_Aim of the task_
Below are entries; count the lines containing the string "Duration". The answer is that number alone.

Stored items
//! Exact branch-and-bound backend.
//!
//! Explores candidates depth first. At each level one candidate is either
//! placed in one of its slots (best coefficient first) or benched (last).
//! A branch is pruned when the bounder proves it cannot be completed
//! feasibly, or cannot beat the incumbent. Weight budgets are priced into
//! the bound, so a binding budget still prunes on objective.
//!
//! The search order is fixed by the model, so the result is deterministic:
//! the first optimal assignment found wins, and an incumbent is only
//! replaced by a strictly better one.

mod bounder;


use std::time::{Duration, Instant};

use tracing::{debug, trace};

use crate::model::AssignmentModel;
use crate::optimizer::{Assignment, Optimizer, SolveError};

use bounder::{optimistic_bound, Layout, EPS};

/// How often (in nodes) the wall clock is consulted.
const TIME_CHECK_INTERVAL: u64 = 256;

/// Node and wall-clock budgets for a search.
#[derive(Debug, Clone, Default, PartialEq)]
pub struct SearchLimits {
    /// Maximum number of nodes to explore (None = unlimited).
    pub node_limit: Option<u64>,
    /// Maximum wall-clock time (None = unlimited).
    pub time_limit: Option<Duration>,
}

impl SearchLimits {
    pub fn unlimited() -> Self {
        Self::default()
    }

    pub fn with_node_limit(mut self, limit: u64) -> Self {
        self.node_limit = Some(limit);
        self
    }

    pub fn with_time_limit(mut self, limit: Duration) -> Self {
        self.time_limit = Some(limit);
        self
    }
}

/// Depth-first branch-and-bound optimizer.
///
/// # Example
///
/// ```
/// use squadforge_solver::{AssignmentModel, BranchAndBound, ModelConstraint, Optimizer};
///
/// let mut model = AssignmentModel::new("pair", 1);
/// model.add_candidate(vec![Some(8.0)]);
/// model.add_candidate(vec![Some(12.0)]);
/// model.add_constraint(ModelConstraint::ExclusiveCandidates);
/// model.add_constraint(ModelConstraint::SlotCount { slot: 0, min: 1, max: 1 });
///
/// let assignment = BranchAndBound::default().solve(&model).unwrap();
/// assert_eq!(assignment.slots, vec![None, Some(0)]);
/// assert_eq!(assignment.objective, 12.0);
/// ```
#[derive(Debug, Clone, Default)]
pub struct BranchAndBound {
    limits: SearchLimits,
}

impl BranchAndBound {
    pub fn new(limits: SearchLimits) -> Self {
        Self { limits }
    }

    pub fn limits(&self) -> &SearchLimits {
        &self.limits
    }
}

impl Optimizer for BranchAndBound {
    fn solve(&self, model: &AssignmentModel) -> Result<Assignment, SolveError> {
        let layout = Layout::from_model(model)?;

        if let Some(slot) = layout.contradictory_slot() {
            debug!(event = "search_skipped", model = model.name(), slot = slot);
            return Err(SolveError::Infeasible);
        }

        let mut search = Search::new(&layout, &self.limits);
        search.descend(0);

        debug!(
            event = "search_end",
            model = model.name(),
            candidates = layout.order.len(),
            nodes = search.nodes,
            improvements = search.improvements,
            aborted = search.aborted,
        );

        if search.aborted {
            return Err(SolveError::Aborted {
                nodes_explored: search.nodes,
            });
        }

        match search.best {
            Some(best) => Ok(Assignment {
                objective: model.objective_value(&best.slots),
                slots: best.slots,
                nodes_explored: search.nodes,
            }),
            None => Err(SolveError::Infeasible),
        }
    }

    fn name(&self) -> &'static str {
        "branch-and-bound"
    }
}

/// Running totals for the partial assignment on the current path.
#[derive(Debug, Clone)]
pub(crate) struct Partial {
    pub counts: Vec<usize>,
    pub assigned: usize,
    pub objective: f64,
    /// Weight used per budget, in layout order.
    pub used: Vec<f64>,
}

#[derive(Debug)]
struct Incumbent {
    objective: f64,
    slots: Vec<Option<usize>>,
}

struct Search<'a> {
    layout: &'a Layout,
    limits: &'a SearchLimits,
    started: Instant,
    partial: Partial,
    slots: Vec<Option<usize>>,
    best: Option<Incumbent>,
    nodes: u64,
    improvements: u64,
    aborted: bool,
}

impl<'a> Search<'a> {
    fn new(layout: &'a Layout, limits: &'a SearchLimits) -> Self {
        Self {
            layout,
            limits,
            started: Instant::now(),
            partial: Partial {
                counts: vec![0; layout.slot_count()],
                assigned: 0,
                objective: 0.0,
                used: vec![0.0; layout.budgets.len()],
            },
            slots: vec![None; layout.candidate_count()],
            best: None,
            nodes: 0,
            improvements: 0,
            aborted: false,
        }
    }

    fn over_budget(&self) -> bool {
        if let Some(limit) = self.limits.node_limit {
            if self.nodes >= limit {
                return true;
            }
        }
        if let Some(limit) = self.limits.time_limit {
            if self.nodes % TIME_CHECK_INTERVAL == 0 && self.started.elapsed() >= limit {
                return true;
            }
        }
        false
    }

    fn descend(&mut self, depth: usize) {
        if self.over_budget() {
            self.aborted = true;
            return;
        }
        self.nodes += 1;

        let layout = self.layout;
        let remaining = &layout.order[depth..];
        let cutoff = self.best.as_ref().map(|best| best.objective);
        let Some(bound) = optimistic_bound(layout, &self.partial, remaining, cutoff) else {
            return;
        };
        if let Some(best) = &self.best {
            if bound <= best.objective + EPS {
                return;
            }
        }

        // Leaf: the bounder only returns Some for a feasible assignment here.
        let Some(&candidate) = remaining.first() else {
            self.accept();
            return;
        };

        for &slot in &layout.options[candidate] {
            if self.partial.counts[slot] >= layout.slot_max[slot] {
                continue;
            }
            self.assign(candidate, slot);
            self.descend(depth + 1);
            self.unassign(candidate, slot);
            if self.aborted {
                return;
            }
        }

        self.descend(depth + 1);
    }

    fn assign(&mut self, candidate: usize, slot: usize) {
        self.slots[candidate] = Some(slot);
        self.partial.counts[slot] += 1;
        self.partial.assigned += 1;
        self.partial.objective += self.layout.coefficient(candidate, slot);
        for (used, budget) in self.partial.used.iter_mut().zip(&self.layout.budgets) {
            *used += budget.weights[candidate];
        }
    }

    fn unassign(&mut self, candidate: usize, slot: usize) {
        self.slots[candidate] = None;
        self.partial.counts[slot] -= 1;
        self.partial.assigned -= 1;
        self.partial.objective -= self.layout.coefficient(candidate, slot);
        for (used, budget) in self.partial.used.iter_mut().zip(&self.layout.budgets) {
            *used -= budget.weights[candidate];
        }
    }

    fn accept(&mut self) {
        self.improvements += 1;
        trace!(
            event = "incumbent",
            objective = self.partial.objective,
            nodes = self.nodes,
        );
        self.best = Some(Incumbent {
            objective: self.partial.objective,
            slots: self.slots.clone(),
        });
    }
}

_Response for this exercise_
3